A Coreia do Sul vai realizar eleições presidenciais no dia 3 de junho, após a destituição de Yoon Suk Yeol, que declarou lei marcial em dezembro e foi impeachment em abril. O novo presidente enfrentará desafios como a relação com a Coreia do Norte, a baixa taxa de natalidade e a recuperação econômica. Lee Jae-myung, do Partido Democrático, é o favorito nas pesquisas, seguido por Kim Moon-soo, do Partido do Poder do Povo. Desde a declaração de lei marcial, o país teve três presidentes interinos, e Lee Ju-ho, atual ministro do Trabalho, assumiu um mês antes da eleição. A situação política é instável e a economia enfrenta dificuldades, agravadas por tarifas dos Estados Unidos sobre produtos sul-coreanos. O novo líder também terá que lidar com a baixa taxa de natalidade, que foi de apenas 0,75 em 2024, e não há mulheres candidatas nesta eleição, algo raro. As urnas abrirão das 6h às 20h, e os resultados serão divulgados na manhã seguinte. O novo presidente assumirá imediatamente, enquanto Yoon enfrenta processos judiciais relacionados à sua destituição.
Coreia do Sul se prepara para eleições presidenciais em meio a crise política
A Coreia do Sul realizará eleições presidenciais no dia 3 de junho para escolher um novo líder, após a destituição de Yoon Suk Yeol, que foi removido do cargo por declarar lei marcial em dezembro. O impeachment de Yoon, ocorrido em abril, expôs as profundas divisões sociais e políticas no país.
O novo presidente enfrentará desafios significativos, como a relação com a Coreia do Norte, a baixa taxa de natalidade e a recuperação econômica.
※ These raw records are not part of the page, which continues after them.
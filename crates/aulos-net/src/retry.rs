//! Retry layer with exponential backoff and an optional caller hook.

use std::{sync::Arc, time::Duration};

use async_trait::async_trait;
use bytes::Bytes;
use tokio::time::sleep;
use tracing::debug;
use url::Url;

use crate::{
    client::Net,
    error::{NetError, NetResult},
    types::{Headers, RangeSpec, RetryPolicy},
};

/// Caller-supplied retry decision. Receives `(attempt_index, previous_error,
/// url)` and returns the delay before the next attempt, or `None` to give up.
pub type RetryHook = Arc<dyn Fn(u32, &NetError, &Url) -> Option<Duration> + Send + Sync>;

/// Retry decorator for [`Net`] implementations.
///
/// Without a hook, retryable errors back off exponentially per the policy;
/// with a hook, the hook alone decides whether and how long to wait.
pub struct RetryNet<N> {
    inner: N,
    policy: RetryPolicy,
    hook: Option<RetryHook>,
}

impl<N: Net> RetryNet<N> {
    pub fn new(inner: N, policy: RetryPolicy) -> Self {
        Self {
            inner,
            policy,
            hook: None,
        }
    }

    pub fn with_hook(mut self, hook: RetryHook) -> Self {
        self.hook = Some(hook);
        self
    }

    /// Delay before retrying `attempt`, or `None` to stop.
    fn next_delay(&self, attempt: u32, error: &NetError, url: &Url) -> Option<Duration> {
        if let Some(hook) = &self.hook {
            return hook(attempt, error, url);
        }
        if attempt >= self.policy.max_retries || !error.is_retryable() {
            return None;
        }
        Some(self.policy.delay_for_attempt(attempt + 1))
    }

    async fn run<T, F, Fut>(&self, url: &Url, mut operation: F) -> NetResult<T>
    where
        F: FnMut() -> Fut,
        Fut: std::future::Future<Output = NetResult<T>>,
    {
        let mut attempt: u32 = 0;
        loop {
            match operation().await {
                Ok(value) => return Ok(value),
                Err(error) => match self.next_delay(attempt, &error, url) {
                    Some(delay) => {
                        debug!(url = %url, attempt, delay_ms = delay.as_millis() as u64, error = %error, "retrying fetch");
                        sleep(delay).await;
                        attempt += 1;
                    }
                    None => {
                        if attempt == 0 {
                            return Err(error);
                        }
                        return Err(NetError::RetryExhausted {
                            attempts: attempt + 1,
                            source: Box::new(error),
                        });
                    }
                },
            }
        }
    }
}

#[async_trait]
impl<N: Net> Net for RetryNet<N> {
    async fn get_bytes(&self, url: Url, headers: Option<Headers>) -> NetResult<Bytes> {
        self.run(&url, || self.inner.get_bytes(url.clone(), headers.clone()))
            .await
    }

    async fn get_range(
        &self,
        url: Url,
        range: RangeSpec,
        headers: Option<Headers>,
    ) -> NetResult<Bytes> {
        self.run(&url, || {
            self.inner.get_range(url.clone(), range, headers.clone())
        })
        .await
    }
}
/// Virtual byte stream over one media playlist.
#[derive(Clone)]
pub struct SegmentSource {
    shared: Arc<SourceShared>,
    ready: Arc<OnceCell<()>>,
}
Lee Jae-myung, do Partido Democrático, é o favorito nas pesquisas, seguido por Kim Moon-soo, do Partido do Poder do Povo (PPP). Lee, que perdeu para Yoon em 2022 por uma margem estreita, é visto como um defensor da classe trabalhadora.
Desde a declaração de lei marcial, a Coreia do Sul teve três presidentes interinos, com Lee Ju-ho, atual ministro do Trabalho, assumindo o cargo um mês antes da eleição. A situação política instável e a crise de confiança na economia foram exacerbadas por tarifas impostas pelos Estados Unidos, que afetam os produtos sul-coreanos.
Desafios do novo presidente
O próximo líder terá a tarefa de lidar com a crescente tensão nas relações com a Coreia do Norte, que, embora tenha sido relativamente calma em 2025, ainda apresenta riscos. Além disso, o novo presidente precisará equilibrar as relações entre Pequim e Washington, seus principais parceiros comerciais e aliados de segurança.
Outro desafio crítico é a taxa de natalidade, que em 2024 foi de apenas 0,75, muito abaixo do índice de 2,1 necessário para manter a população. A falta de mulheres candidatas à presidência neste ciclo eleitoral é notável, sendo a primeira vez em 18 anos que não há uma mulher na disputa.
As urnas estarão abertas das 6h às 20h no horário local, e os resultados devem ser divulgados na manhã seguinte. O novo presidente assumirá imediatamente, sem um período formal de transição, e Yoon enfrenta processos judiciais relacionados à sua destituição.